Instructions to follow:
From the listing below, pull out every line where the string "changed" appears.
[[ Excerpted records, beginning ]]
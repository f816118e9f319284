//! Catalogue schema history.
//!
//! - v1: users, wines, vineyards, geolocations and the per-user notes,
//!   reviews, lists and tours.
//! - v2: review moderation flag.
//! - v3: `AUTOINCREMENT` keys on notes, reviews, lists and tours, so a
//!   cached child object can never alias a row inserted after its own was
//!   cascaded away.
//!
//! # Invariants
//! - `version` values must remain monotonic.
//! - Applied migration version is mirrored to `PRAGMA user_version`.
//! - Existing columns keep their meaning; table rebuilds copy every row with
//!   its key.
//! - Pending migrations run in one transaction with foreign-key enforcement
//!   suspended, and commit only when `foreign_key_check` finds no orphan.

use crate::db::{DbError, DbResult};
use log::{error, info};
use rusqlite::{Connection, Transaction};

#[derive(Debug, Clone, Copy)]
struct Migration {
    version: u32,
    sql: &'static str,
}

const MIGRATIONS: &[Migration] = &[
    Migration {
        version: 1,
        sql: include_str!("0001_init.sql"),
    },
    Migration {
        version: 2,
        sql: include_str!("0002_moderation.sql"),
    },
    Migration {
        version: 3,
        sql: include_str!("0003_monotonic_keys.sql"),
    },
];

/// Returns the latest migration version known by this binary.
pub fn latest_version() -> u32 {
    MIGRATIONS.last().map_or(0, |migration| migration.version)
}

/// Applies all pending migrations on the provided connection.
pub fn apply_migrations(conn: &mut Connection) -> DbResult<()> {
    let current_version = current_user_version(conn)?;
    let latest = latest_version();

    if current_version > latest {
        return Err(DbError::UnsupportedSchemaVersion {
            db_version: current_version,
            latest_supported: latest,
        });
    }

    if current_version == latest {
        return Ok(());
    }

    // Table rebuilds drop parents of cascading children; the pragma is
    // ignored inside a transaction, so it is toggled around it.
    let enforce_foreign_keys: bool =
        conn.query_row("PRAGMA foreign_keys;", [], |row| row.get(0))?;
    conn.execute_batch("PRAGMA foreign_keys = OFF;")?;
    let applied = run_pending(conn, current_version);
    if enforce_foreign_keys {
        conn.execute_batch("PRAGMA foreign_keys = ON;")?;
    }

    match applied {
        Ok(()) => {
            info!(
                "event=db_migrate module=db status=ok from_version={} to_version={}",
                current_version, latest
            );
            Ok(())
        }
        Err(err) => {
            error!(
                "event=db_migrate module=db status=error from_version={} error={}",
                current_version, err
            );
            Err(err)
        }
    }
}

fn run_pending(conn: &mut Connection, current_version: u32) -> DbResult<()> {
    let tx = conn.transaction()?;
    for migration in MIGRATIONS
        .iter()
        .filter(|migration| migration.version > current_version)
    {
        tx.execute_batch(migration.sql)?;
        tx.execute_batch(&format!("PRAGMA user_version = {};", migration.version))?;
    }
    check_foreign_keys(&tx)?;
    tx.commit()?;
    Ok(())
}

fn check_foreign_keys(tx: &Transaction<'_>) -> DbResult<()> {
    let orphans: i64 = tx.query_row(
        "SELECT COUNT(*) FROM pragma_foreign_key_check",
        [],
        |row| row.get(0),
    )?;
    if orphans > 0 {
        return Err(DbError::ForeignKeyViolation { orphans });
    }
    Ok(())
}

fn current_user_version(conn: &Connection) -> DbResult<u32> {
    let version = conn.query_row("PRAGMA user_version;", [], |row| row.get::<_, u32>(0))?;
    Ok(version)
}
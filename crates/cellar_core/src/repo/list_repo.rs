//! Per-user wine lists and their membership.
//!
//! # Invariants
//! - A (list, wine) pair is stored at most once; adding it again is a no-op.
//! - Reserved lists cannot be created a second time or deleted.
//! - List names are unique per user.

use crate::cache::IdentityCache;
use crate::db::Database;
use crate::model::review::now_epoch_ms;
use crate::model::user::User;
use crate::model::wine::Wine;
use crate::model::wine_list::{is_reserved_name, WineList};
use crate::model::{Entity, EntityKey, UNPERSISTED_KEY};
use crate::repo::cascade::{Cascade, CascadeTarget};
use crate::repo::materialize::{materialize, query_rows};
use crate::repo::user_repo::INSERT_LIST_SQL;
use crate::repo::{RepoError, RepoResult};
use log::{debug, error, info, warn};
use rusqlite::types::Value;
use rusqlite::{params, Row};
use std::rc::Rc;

const LIST_SELECT_SQL: &str = "SELECT ID AS list_id, USERNAME, NAME FROM LIST_NAME";

pub struct WineListRepository {
    db: Rc<Database>,
    cache: IdentityCache<WineList>,
}

impl WineListRepository {
    pub fn new(db: Rc<Database>) -> Self {
        Self {
            db,
            cache: IdentityCache::new(WineList::KIND),
        }
    }

    /// Creates a list named `name` for `user`.
    pub fn create(&self, user: &User, name: &str) -> Option<Rc<WineList>> {
        match self.try_create(user, name) {
            Ok(list) => {
                info!(
                    "event=list_create module=repo status=ok id={} username={:?}",
                    list.key(),
                    user.username
                );
                Some(list)
            }
            Err(err) => {
                error!(
                    "event=list_create module=repo status=error username={:?} name={:?} error={}",
                    user.username, name, err
                );
                None
            }
        }
    }

    /// Deletes `list` and its items. Reserved and unpersisted lists are
    /// refused.
    pub fn delete(&self, list: &WineList) -> bool {
        if list.key() == UNPERSISTED_KEY {
            debug!("event=list_delete module=repo status=skip reason=unpersisted");
            return false;
        }
        if list.is_reserved() {
            warn!(
                "event=list_delete module=repo status=skip id={} reason=reserved",
                list.key()
            );
            return false;
        }

        let id = list.key();
        match self.db.execute("DELETE FROM LIST_NAME WHERE ID = ?1", params![id]) {
            Ok(changed) => {
                self.cache.release(id);
                list.unpersist();
                info!("event=list_delete module=repo status=ok id={id} rows={changed}");
                changed == 1
            }
            Err(err) => {
                error!("event=list_delete module=repo status=error id={id} error={err}");
                false
            }
        }
    }

    /// Lists owned by `user`, in creation order.
    pub fn get_all(&self, user: &User) -> Vec<Rc<WineList>> {
        let sql = format!("{LIST_SELECT_SQL} WHERE USERNAME = ?1 ORDER BY ID ASC");
        self.fetch(&sql, vec![Value::Text(user.username.clone())])
    }

    pub fn get_by_name(&self, user: &User, name: &str) -> Option<Rc<WineList>> {
        let sql = format!("{LIST_SELECT_SQL} WHERE USERNAME = ?1 AND NAME = ?2");
        self.fetch(
            &sql,
            vec![
                Value::Text(user.username.clone()),
                Value::Text(name.to_string()),
            ],
        )
        .into_iter()
        .next()
    }

    pub fn is_wine_in_list(&self, list: &WineList, wine: &Wine) -> bool {
        let found = self
            .db
            .prepare("SELECT EXISTS (SELECT 1 FROM LIST_ITEMS WHERE LIST_ID = ?1 AND WINE_ID = ?2)")
            .and_then(|mut stmt| {
                stmt.query_row(params![list.key(), wine.key()], |row| row.get::<_, bool>(0))
            });
        found.unwrap_or_else(|err| {
            error!(
                "event=list_contains module=repo status=error list_id={} wine_id={} error={}",
                list.key(),
                wine.key(),
                err
            );
            false
        })
    }

    /// Adds `wine` to `list`, stamped with the current time. Returns `true`
    /// only when a new item row was written.
    pub fn add_wine(&self, list: &WineList, wine: &Wine) -> bool {
        let inserted = self.db.execute(
            "INSERT OR IGNORE INTO LIST_ITEMS (LIST_ID, WINE_ID, DATE_ADDED) VALUES (?1, ?2, ?3)",
            params![list.key(), wine.key(), now_epoch_ms()],
        );
        match inserted {
            Ok(changed) => {
                info!(
                    "event=list_add_wine module=repo status=ok list_id={} wine_id={} rows={}",
                    list.key(),
                    wine.key(),
                    changed
                );
                changed == 1
            }
            Err(err) => {
                error!(
                    "event=list_add_wine module=repo status=error list_id={} wine_id={} error={}",
                    list.key(),
                    wine.key(),
                    err
                );
                false
            }
        }
    }

    pub fn remove_wine(&self, list: &WineList, wine: &Wine) -> bool {
        let removed = self.db.execute(
            "DELETE FROM LIST_ITEMS WHERE LIST_ID = ?1 AND WINE_ID = ?2",
            params![list.key(), wine.key()],
        );
        match removed {
            Ok(changed) => changed == 1,
            Err(err) => {
                error!(
                    "event=list_remove_wine module=repo status=error list_id={} wine_id={} error={}",
                    list.key(),
                    wine.key(),
                    err
                );
                false
            }
        }
    }

    fn try_create(&self, user: &User, name: &str) -> RepoResult<Rc<WineList>> {
        if name.trim().is_empty() {
            return Err(RepoError::Rejected("list name must not be blank".to_string()));
        }
        if is_reserved_name(name) {
            return Err(RepoError::Rejected(format!("`{name}` is a reserved list")));
        }
        let taken = self
            .db
            .prepare("SELECT EXISTS (SELECT 1 FROM LIST_NAME WHERE USERNAME = ?1 AND NAME = ?2)")?
            .query_row(params![user.username, name], |row| row.get::<_, bool>(0))?;
        if taken {
            return Err(RepoError::Rejected(format!("list `{name}` already exists")));
        }

        self.db.execute(INSERT_LIST_SQL, params![user.username, name])?;
        let id = self.db.last_insert_rowid();
        let list = WineList::with_key(id, user.username.clone(), name.to_string());
        if self.db.use_cache() {
            self.cache.register(id, &list);
        }
        Ok(list)
    }

    fn fetch(&self, sql: &str, params: Vec<Value>) -> Vec<Rc<WineList>> {
        match query_rows(&self.db, sql, params, |row| self.materialize_row(row)) {
            Ok(lists) => lists,
            Err(err) => {
                error!("event=list_get module=repo status=error error={err}");
                Vec::new()
            }
        }
    }

    fn materialize_row(&self, row: &Row<'_>) -> rusqlite::Result<Rc<WineList>> {
        materialize(
            row,
            "list_id",
            &self.cache,
            self.db.use_cache(),
            list_from_row,
            |_| {},
        )
    }
}

impl CascadeTarget for WineListRepository {
    fn parent_deleted(&self, cascade: Cascade) {
        if cascade != Cascade::AllUsers {
            return;
        }
        let released = self.cache.drain();
        for list in &released {
            list.unpersist();
        }
        debug!(
            "event=list_cascade module=repo status=ok released={}",
            released.len()
        );
    }
}

fn list_from_row(key: EntityKey, row: &Row<'_>) -> rusqlite::Result<Rc<WineList>> {
    Ok(WineList::with_key(key, row.get("USERNAME")?, row.get("NAME")?))
}
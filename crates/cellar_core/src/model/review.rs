//! User reviews of wines.

use super::property::Property;
use super::{Entity, EntityKey, UNPERSISTED_KEY};
use std::cell::Cell;
use std::rc::Rc;
use std::time::{SystemTime, UNIX_EPOCH};

/// Lowest and highest rating a review can carry.
pub const RATING_RANGE: (f64, f64) = (1.0, 5.0);

/// Current time as epoch milliseconds, the unit of review and list dates.
pub fn now_epoch_ms() -> i64 {
    SystemTime::now()
        .duration_since(UNIX_EPOCH)
        .map(|elapsed| elapsed.as_millis() as i64)
        .unwrap_or(0)
}

#[derive(Debug)]
pub struct WineReview {
    key: Cell<EntityKey>,
    username: String,
    wine_id: EntityKey,
    /// Epoch milliseconds.
    date: i64,
    pub rating: Property<f64>,
    pub description: Property<String>,
    pub flagged: Property<bool>,
}

pub(crate) struct ReviewFields {
    pub username: String,
    pub wine_id: EntityKey,
    pub rating: f64,
    pub description: String,
    pub date: i64,
    pub flagged: bool,
}

impl WineReview {
    pub(crate) fn with_key(key: EntityKey, fields: ReviewFields) -> Rc<Self> {
        Rc::new(Self {
            key: Cell::new(key),
            username: fields.username,
            wine_id: fields.wine_id,
            date: fields.date,
            rating: Property::new(fields.rating),
            description: Property::new(fields.description),
            flagged: Property::new(fields.flagged),
        })
    }

    pub(crate) fn unpersist(&self) {
        self.key.set(UNPERSISTED_KEY);
    }

    pub fn username(&self) -> &str {
        &self.username
    }

    pub fn wine_id(&self) -> EntityKey {
        self.wine_id
    }

    pub fn date(&self) -> i64 {
        self.date
    }
}

impl Entity for WineReview {
    const KIND: &'static str = "wine_review";

    fn key(&self) -> EntityKey {
        self.key.get()
    }
}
[[ Excerpted records, end ]]
Reply to the task:
            Ok(changed) => {
                info!("event=list_delete module=repo status=ok id={id} rows={changed}");
                changed == 1
            Ok(changed) => {
                    changed
                changed == 1
            Ok(changed) => changed == 1,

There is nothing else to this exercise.